Despite receiving death threats, having human faeces smeared on her office and needing to check under her car for bombs, Jasvinder, now 44, campaigns tirelessly, telling her own story to encourage others to break their silence.
Her helpline, The Honour Network, receives more than 300 calls per month, some from girls as young as 11. Her team works with Refuge to find safe places for fugitives to stay.
"Robina's death was the trigger for me to come out of hiding," Jasvinder says, "to hold my head up and say, ‘You are the perpetrators, not me'. "My family sent her back to her husband to make her marriage work for the sake of honour and she died in a horrific way. "To this day my family do not speak to me, but I will not be silenced any more."
Jasvinder shares her knowledge with politicians, police, social services and schools to make sure they can better understand and prevent this abuse. She has written two best-selling books: Shame, her autobiography, and Daughters Of Shame, which tells the stories of men and women bullied into marriage.
The publication of Shame was instrumental in putting the Forced Marriage Act through Parliament. It became law in November 2008, giving courts powers to help protect those being forced into marriage.

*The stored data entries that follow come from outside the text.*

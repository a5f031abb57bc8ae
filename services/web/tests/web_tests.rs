//! End-to-end tests for the five HTTP endpoints, driven through the router
//! with an in-memory SQLite store and a small cookie-carrying test client.

use std::collections::BTreeMap;
use std::sync::Arc;

use axum::body::Body;
use axum::http::{header, Request, Response, StatusCode};
use axum::Router;
use http_body_util::BodyExt;
use miniblog_core::domain::AdminCredentials;
use miniblog_core::ports::EntryStore;
use sqlx::sqlite::SqlitePoolOptions;
use tower::ServiceExt;
use tracing::Level;
use web_lib::adapters::db::SqliteStore;
use web_lib::config::Config;
use web_lib::web::{router, AppState};

const TEST_SECRET: &str = "unit-test signing key: 0123456789abcdef0123456789abcdef";

/// Builds the application over a fresh in-memory database. The store is
/// returned too so tests can assert on persisted rows directly.
async fn test_app() -> (Router, Arc<SqliteStore>) {
    // One pooled connection; with more, each checkout would see its own
    // private :memory: database.
    let pool = SqlitePoolOptions::new()
        .max_connections(1)
        .connect("sqlite::memory:")
        .await
        .expect("open in-memory sqlite");
    let store = Arc::new(SqliteStore::new(pool));
    store.init_schema().await.expect("apply schema");

    let config = Arc::new(Config {
        bind_address: "127.0.0.1:0".parse().unwrap(),
        database_url: "sqlite::memory:".to_string(),
        secret_key: TEST_SECRET.to_string(),
        admin: AdminCredentials {
            username: "admin".to_string(),
            password: "default".to_string(),
        },
        log_level: Level::INFO,
    });

    let state = AppState::new(store.clone() as Arc<dyn EntryStore>, config);
    (router(state), store)
}

/// A minimal browser stand-in: carries cookies between requests and honors
/// Set-Cookie removals.
#[derive(Default)]
struct Client {
    cookies: BTreeMap<String, String>,
}

impl Client {
    fn absorb_cookies(&mut self, response: &Response<Body>) {
        for value in response.headers().get_all(header::SET_COOKIE) {
            let raw = value.to_str().expect("cookie header is ascii");
            let first = raw.split(';').next().unwrap_or("");
            let Some((name, val)) = first.split_once('=') else {
                continue;
            };
            let removed = val.is_empty()
                || raw
                    .split(';')
                    .any(|part| part.trim().eq_ignore_ascii_case("Max-Age=0"));
            if removed {
                self.cookies.remove(name);
            } else {
                self.cookies.insert(name.to_string(), val.to_string());
            }
        }
    }

    async fn request(
        &mut self,
        app: &Router,
        method: &str,
        path: &str,
        form_body: Option<&str>,
    ) -> (StatusCode, String) {
        let mut builder = Request::builder().method(method).uri(path);
        if !self.cookies.is_empty() {
            let header_value = self
                .cookies
                .iter()
                .map(|(name, value)| format!("{name}={value}"))
                .collect::<Vec<_>>()
                .join("; ");
            builder = builder.header(header::COOKIE, header_value);
        }

        let request = match form_body {
            Some(body) => builder
                .header(header::CONTENT_TYPE, "application/x-www-form-urlencoded")
                .body(Body::from(body.to_string()))
                .unwrap(),
            None => builder.body(Body::empty()).unwrap(),
        };

        let response = app.clone().oneshot(request).await.unwrap();
        let status = response.status();
        self.absorb_cookies(&response);
        let bytes = response.into_body().collect().await.unwrap().to_bytes();
        (status, String::from_utf8(bytes.to_vec()).unwrap())
    }

    async fn get(&mut self, app: &Router, path: &str) -> (StatusCode, String) {
        self.request(app, "GET", path, None).await
    }

    async fn post_form(&mut self, app: &Router, path: &str, body: &str) -> (StatusCode, String) {
        self.request(app, "POST", path, Some(body)).await
    }

    /// Logs in and, like a browser, follows the redirect so the flashed
    /// message lands in the returned body. Failed logins render directly.
    async fn login(&mut self, app: &Router, username: &str, password: &str) -> (StatusCode, String) {
        let body = format!("username={username}&password={password}");
        let (status, page) = self.post_form(app, "/login", &body).await;
        if status.is_redirection() {
            return self.get(app, "/").await;
        }
        (status, page)
    }
}

#[tokio::test]
async fn empty_db_shows_the_empty_state() {
    let (app, _) = test_app().await;
    let mut client = Client::default();

    let (status, body) = client.get(&app, "/").await;
    assert_eq!(status, StatusCode::OK);
    assert!(body.contains("No entries here so far"));
    assert!(!body.contains("<li>"));
}

#[tokio::test]
async fn login_and_logout_flash_their_messages() {
    let (app, _) = test_app().await;
    let mut client = Client::default();

    let (_, body) = client.login(&app, "admin", "default").await;
    assert!(body.contains("You were logged in"));

    let (status, _) = client.get(&app, "/logout").await;
    assert_eq!(status, StatusCode::FOUND);
    let (_, body) = client.get(&app, "/").await;
    assert!(body.contains("You were logged out"));

    let (status, body) = client
        .post_form(&app, "/login", "username=adminx&password=default")
        .await;
    assert_eq!(status, StatusCode::OK);
    assert!(body.contains("Invalid username"));

    let (status, body) = client
        .post_form(&app, "/login", "username=admin&password=defaultx")
        .await;
    assert_eq!(status, StatusCode::OK);
    assert!(body.contains("Invalid password"));
}

#[tokio::test]
async fn flash_messages_show_exactly_once() {
    let (app, _) = test_app().await;
    let mut client = Client::default();

    let (_, body) = client.login(&app, "admin", "default").await;
    assert!(body.contains("You were logged in"));

    let (_, body) = client.get(&app, "/").await;
    assert!(!body.contains("You were logged in"));
}

#[tokio::test]
async fn failed_login_does_not_authenticate() {
    let (app, store) = test_app().await;
    let mut client = Client::default();

    client.login(&app, "admin", "wrong").await;
    let (status, _) = client
        .post_form(&app, "/add", "title=sneaky&text=post")
        .await;
    assert_eq!(status, StatusCode::UNAUTHORIZED);
    assert!(store.list_entries().await.unwrap().is_empty());
}

#[tokio::test]
async fn add_requires_authentication() {
    let (app, store) = test_app().await;
    let mut client = Client::default();

    let (status, _) = client
        .post_form(&app, "/add", "title=sneaky&text=post")
        .await;
    assert_eq!(status, StatusCode::UNAUTHORIZED);
    assert!(store.list_entries().await.unwrap().is_empty());
}

#[tokio::test]
async fn forged_unsigned_session_cookie_is_rejected() {
    let (app, store) = test_app().await;
    let mut client = Client::default();

    // A client writing the flag itself, without the server's signature.
    client
        .cookies
        .insert("session".to_string(), "logged_in".to_string());

    let (status, _) = client
        .post_form(&app, "/add", "title=forged&text=post")
        .await;
    assert_eq!(status, StatusCode::UNAUTHORIZED);
    assert!(store.list_entries().await.unwrap().is_empty());
}

#[tokio::test]
async fn title_is_escaped_but_text_is_not() {
    let (app, _) = test_app().await;
    let mut client = Client::default();
    client.login(&app, "admin", "default").await;

    let (status, _) = client
        .post_form(
            &app,
            "/add",
            "title=%3CHello%3E&text=%3Cstrong%3EHTML%3C%2Fstrong%3E%20allowed%20here",
        )
        .await;
    assert_eq!(status, StatusCode::FOUND);

    let (_, body) = client.get(&app, "/").await;
    assert!(body.contains("New entry was successfully posted"));
    assert!(!body.contains("No entries here so far"));
    assert!(body.contains("&lt;Hello&gt;"));
    assert!(body.contains("<strong>HTML</strong> allowed here"));
}

#[tokio::test]
async fn entries_render_newest_first() {
    let (app, store) = test_app().await;
    let mut client = Client::default();

    for n in 1..=3 {
        store
            .add_entry(&format!("post {n}"), "body")
            .await
            .unwrap();
    }

    let ids: Vec<i64> = store
        .list_entries()
        .await
        .unwrap()
        .iter()
        .map(|e| e.id)
        .collect();
    assert_eq!(ids, vec![3, 2, 1]);

    let (_, body) = client.get(&app, "/").await;
    let first = body.find("post 3").unwrap();
    let last = body.find("post 1").unwrap();
    assert!(first < last);
}

#[tokio::test]
async fn logout_twice_is_harmless() {
    let (app, _) = test_app().await;
    let mut client = Client::default();
    client.login(&app, "admin", "default").await;

    let (status, _) = client.get(&app, "/logout").await;
    assert_eq!(status, StatusCode::FOUND);
    let (status, _) = client.get(&app, "/logout").await;
    assert_eq!(status, StatusCode::FOUND);

    // Still anonymous: the add form is gone and the login link is back.
    let (_, body) = client.get(&app, "/").await;
    assert!(body.contains("log in"));
    assert!(!body.contains("action=\"/add\""));
}

#[tokio::test]
async fn login_page_renders_without_error_text() {
    let (app, _) = test_app().await;
    let mut client = Client::default();

    let (status, body) = client.get(&app, "/login").await;
    assert_eq!(status, StatusCode::OK);
    assert!(body.contains("action=\"/login\""));
    assert!(!body.contains("Error:"));
}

Jasvinder has also been praised by America's First Lady, Michelle Obama. "Karma Nirvana was set up in my front room and at first I came across many obstacles," Jasvinder says. "Yet we are making progress. My biggest achievement will always be getting this into the open. "I constantly come across people who are in denial about this. Forced marriage isn't an issue of cultural understanding. It's about people abusing other people. "I will fight until I die to free people from forced marriages. There are mountains to climb but I won't stop climbing."